Congenital hypothalamic hamartoblastoma, hypopituitarism, imperforate anus, and postaxial polydactyly—a new syndrome? Part I: Clinical, causal, and pathogenetic considerations

Wiley - Tập 7 Số 1 - Trang 47-74 - 1980
Judith G. Hall1,2, Philip D. Pallister3, Sterling K. Clarren2, J. Bruce Beckwith4,2, F. W. Wiglesworth5, F. Clarke Fraser6,7, S. Cho8, Paul J. Benke9, Susan D. Reed1, John M. Optiz
1Department of Medicine, University of Washington, Children's Orthopedic Hospital and Medical Center, Seattle, Washington
2Department of Pediatrics, University of Washington, Children's Orthopedic Hospital and Medical Center, Seattle, Washington
3Shodair Children's Hospital, Helena, Montana
4Department of Pathology, University of Washington, Children's Orthopedic Hospital and Medical Center, Seattle, Washington
5Department of Pahtology, McGill University, Montreal, Québec
6Department of Biology, McGill University, Montreal, Québec
7Department of Paediatrics, McGill University, Montreal, Québec
8Department of Pediatrics, University of Kansas School of Medicine, Wichita, Kansas
9Department of Pediatrics, University of Miami School of Medicine, Miami, Florida

Tóm tắt

Abstract

We report on six infants with a neonatally lethal malformation syndrome of hypothalamic hamartoblastoma, postaxial polydactyly, and imperforate anus. Some, but not all, patients had laryngeal cleft, abnormal lung lobulation, renal agenesis and/or renal dysplasia, short 4th metacarpals, nail dysplasia, multiple buccal frenula, hypoadrenalism, microphallus, congential heart defect, and intrauterine growth retardation. The infants also had hypopituitarism and hypoadrenalism.

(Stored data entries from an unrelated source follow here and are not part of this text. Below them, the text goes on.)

//! Per-device recording state machine.
//!
//! This module provides a pure, side-effect-free state machine for the
//! recording lifecycle of one device. It takes events as input and produces
//! a new state plus a list of actions to execute.
//!
//! Capture resources are opened and closed by the device agent, which feeds
//! their outcome back in as `ResourcesReady` / `ResourceFailed` /
//! `ResourcesFlushed`. The machine itself never touches hardware.

use tandem_types::ErrorCode;

/// Recording state of one device - NO I/O, just state transitions.
#[derive(Debug, Clone, PartialEq, Eq)]
pub enum RecordingState {
    /// Not recording.
    Idle,
    /// `start_recording` accepted, capture resources opening.
    Preparing {
        /// Session being started.
        session_id: String,
        /// Command to acknowledge once resources are ready.
        request_id: u64,
    },
    /// All capture resources running.
    Recording {
        /// Active session.
        session_id: String,
    },
    /// `stop_recording` accepted, capture resources flushing.
    Stopping {
        /// Session being stopped.
        session_id: String,
        /// Command to acknowledge once resources are closed.
        request_id: u64,
    },
}

impl RecordingState {
    /// Create a new state machine in the Idle state.
    pub fn new() -> Self {
        Self::Idle
    }

    /// Process an event and return the new state plus actions to execute.
    pub fn on_event(self, event: Event) -> (Self, Vec<Action>) {
        match (self, event) {
            // From Idle
            (Self::Idle, Event::StartRequested { request_id, session_id }) => {
                if session_id.trim().is_empty() {
                    return (
                        Self::Idle,
                        vec![Action::Reject {
                            request_id,
                            code: ErrorCode::BadParam,
                            message: "session_id is required".into(),
                        }],
                    );
                }
                (
                    Self::Preparing {
                        session_id: session_id.clone(),
                        request_id,
                    },
                    vec![Action::PrepareResources { session_id }],
                )
            }

            // Start is only accepted from Idle
            (state, Event::StartRequested { request_id, .. }) => {
                let message = match state.session_id() {
                    Some(active) => format!("session {active} is active"),
                    None => "recording is active".to_string(),
                };
                (
                    state,
                    vec![Action::Reject {
                        request_id,
                        code: ErrorCode::RecordingActive,
                        message,
                    }],
                )
            }

            // From Preparing
            (
                Self::Preparing {
                    session_id,
                    request_id,
                },
                Event::ResourcesReady,
            ) => (
                Self::Recording {
                    session_id: session_id.clone(),
                },
                vec![
                    Action::Ack { request_id },
                    Action::EmitEvent(RecorderEvent::Started { session_id }),
                ],
            ),
            (
                Self::Preparing {
                    session_id,
                    request_id,
                },
                Event::ResourceFailed { error },
            ) => (
                Self::Idle,
                vec![
                    Action::ReleaseResources,
                    Action::Reject {
                        request_id,
                        code: ErrorCode::SensorError,
                        message: error.clone(),
                    },
                    Action::EmitEvent(RecorderEvent::StartFailed { session_id, error }),
                ],
            ),

            // From Recording
            (Self::Recording { session_id }, Event::StopRequested { request_id }) => (
                Self::Stopping {
                    session_id: session_id.clone(),
                    request_id,
                },
                vec![Action::FlushResources { session_id }],
            ),

            // From Stopping: always reaches Idle, flush errors become events
            (
                Self::Stopping {
                    session_id,
                    request_id,
                },
                Event::ResourcesFlushed { errors },
            ) => {
                let mut actions: Vec<Action> = errors
                    .into_iter()
                    .map(|error| {
                        Action::EmitEvent(RecorderEvent::FlushError {
                            session_id: session_id.clone(),
                            error,
                        })
                    })
                    .collect();
                actions.push(Action::Ack { request_id });
                actions.push(Action::EmitEvent(RecorderEvent::Stopped { session_id }));
                (Self::Idle, actions)
            }

            // Stop outside Recording
            (state, Event::StopRequested { request_id }) => (
                state,
                vec![Action::Reject {
                    request_id,
                    code: ErrorCode::NotRecording,
                    message: "no recording in progress".into(),
                }],
            ),

            // Stale readiness signals - stay in current state
            (state, _) => (state, vec![]),
        }
    }

    /// Session this device is working on, if any.
    pub fn session_id(&self) -> Option<&str> {
        match self {
            Self::Idle => None,
            Self::Preparing { session_id, .. }
            | Self::Recording { session_id }
            | Self::Stopping { session_id, .. } => Some(session_id),
        }
    }

    /// Check if currently recording.
    pub fn is_recording(&self) -> bool {
        matches!(self, Self::Recording { .. })
    }

    /// Check if idle.
    pub fn is_idle(&self) -> bool {
        matches!(self, Self::Idle)
    }

    /// Short lowercase name, as reported in status snapshots.
    pub fn name(&self) -> &'static str {
        match self {
            Self::Idle => "idle",
            Self::Preparing { .. } => "preparing",
            Self::Recording { .. } => "recording",
            Self::Stopping { .. } => "stopping",
        }
    }
}

impl Default for RecordingState {
    fn default() -> Self {
        Self::new()
    }
}

/// Inputs to the recording state machine.
#[derive(Debug, Clone, PartialEq, Eq)]
pub enum Event {
    /// Hub sent `start_recording`.
    StartRequested {
        /// Id of the command.
        request_id: u64,
        /// Requested session.
        session_id: String,
    },
    /// Hub sent `stop_recording`.
    StopRequested {
        /// Id of the command.
        request_id: u64,
    },
    /// Every capture resource opened successfully.
    ResourcesReady,
    /// A capture resource failed to open.
    ResourceFailed {
        /// Error message describing the failure.
        error: String,
    },
    /// Every capture resource has been closed.
    ResourcesFlushed {
        /// Errors reported while closing, if any.
        errors: Vec<String>,
    },
}

/// Actions to be executed by the device agent.
#[derive(Debug, Clone, PartialEq, Eq)]
pub enum Action {
    /// Open capture resources for the session.
    PrepareResources {
        /// Session to record into.
        session_id: String,
    },
    /// Close whatever a failed prepare managed to open.
    ReleaseResources,
    /// Flush and close capture resources.
    FlushResources {
        /// Session being stopped.
        session_id: String,
    },
    /// Acknowledge a command with `status: "ok"`.
    Ack {
        /// Command to acknowledge.
        request_id: u64,
    },
    /// Reject a command.
    Reject {
        /// Command to reject.
        request_id: u64,
        /// Error code for the hub.
        code: ErrorCode,
        /// Human-readable detail.
        message: String,
    },
    /// Report a lifecycle event.
    EmitEvent(RecorderEvent),
}

/// Lifecycle notifications produced by the state machine.
#[derive(Debug, Clone, PartialEq, Eq)]
pub enum RecorderEvent {
    /// Recording started.
    Started {
        /// Active session.
        session_id: String,
    },
    /// A capture resource failed to start.
    StartFailed {
        /// Session that failed to start.
        session_id: String,
        /// Error message.
        error: String,
    },
    /// A capture resource reported an error while closing.
    FlushError {
        /// Session being stopped.
        session_id: String,
        /// Error message.
        error: String,
    },
    /// Recording stopped.
    Stopped {
        /// Session that stopped.
        session_id: String,
    },
}
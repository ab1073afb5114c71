//! Capture resource boundary.
//!
//! Sensor pipelines live outside this crate. They plug into the recorder
//! through [`CaptureResource`]: the recorder calls `prepare` for every
//! resource when a recording starts and `finish` when it stops, and turns
//! the outcome into the state machine's readiness signals.

mod sampled;

pub use sampled::{SampledStream, ScalarSource, SyntheticGsr, DEFAULT_RING_CAPACITY};

use async_trait::async_trait;
use std::path::Path;

use crate::error::CaptureError;

/// One local capture pipeline (camera, thermal imager, GSR sensor...).
#[async_trait]
pub trait CaptureResource: Send {
    /// Short name used in logs and as the data subdirectory.
    fn name(&self) -> &str;

    /// Open the resource and start writing into `session_dir`.
    async fn prepare(&mut self, session_dir: &Path) -> Result<(), CaptureError>;

    /// Flush and close the resource.
    ///
    /// Called for every resource whose `prepare` succeeded, even if a later
    /// resource failed to open.
    async fn finish(&mut self) -> Result<(), CaptureError>;
}
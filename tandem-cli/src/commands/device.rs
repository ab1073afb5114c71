//! Run a simulated device.

use anyhow::{Context, Result};
use std::net::SocketAddr;
use std::path::PathBuf;
use std::sync::Arc;
use tandem_core::{Clock, MonotonicClock};
use tandem_spoke::{AgentConfig, DeviceAgent, SampledStream, SyntheticGsr};

/// Arguments for the `device` command.
#[derive(Debug)]
pub struct DeviceArgs {
    pub listen: SocketAddr,
    pub data_dir: PathBuf,
    pub device_id: String,
    pub model: Option<String>,
    pub time_echo: SocketAddr,
    pub rate_hz: f64,
}

/// Serve the device until Ctrl-C.
pub async fn run(args: DeviceArgs) -> Result<()> {
    std::fs::create_dir_all(&args.data_dir).with_context(|| {
        format!("Failed to create data directory {}", args.data_dir.display())
    })?;

    let mut config = AgentConfig::new(&args.device_id, &args.data_dir)
        .with_listen_addr(args.listen)
        .with_time_echo(args.time_echo)
        .with_sensors(false, false, true);
    if let Some(model) = &args.model {
        config = config.with_model(model);
    }

    let clock: Arc<dyn Clock> = Arc::new(MonotonicClock::new());
    let gsr = SampledStream::new("gsr", SyntheticGsr, args.rate_hz, clock.clone());
    let agent = DeviceAgent::with_clock(config, vec![Box::new(gsr)], clock);

    println!("Device {} on {}", args.device_id, args.listen);
    println!("  Data:      {}", args.data_dir.display());
    println!("  Time echo: udp://{}", args.time_echo);
    println!("  GSR rate:  {} Hz", args.rate_hz);
    println!();
    println!("Press Ctrl-C to stop.");

    tokio::select! {
        result = agent.run() => {
            result.context("Device agent stopped")?;
        }
        _ = tokio::signal::ctrl_c() => {
            tracing::info!("Shutting down device {}", args.device_id);
        }
    }

    Ok(())
}
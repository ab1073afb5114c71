//! CLI command implementations.

pub mod device;
pub mod hub;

All were sporadic cases, parents were not consanguineous, chromosomes were apparently normal. Family histories were unremarkable. There was insecticide and/or herbicide exposure in several of the cases, but no exposures were common to all 6 mothers. Five of the patients were born within an 8‐month period, but all in different geographic locations. It is postulated that this is a previously apparently unreported syndrome of presently unknown cause.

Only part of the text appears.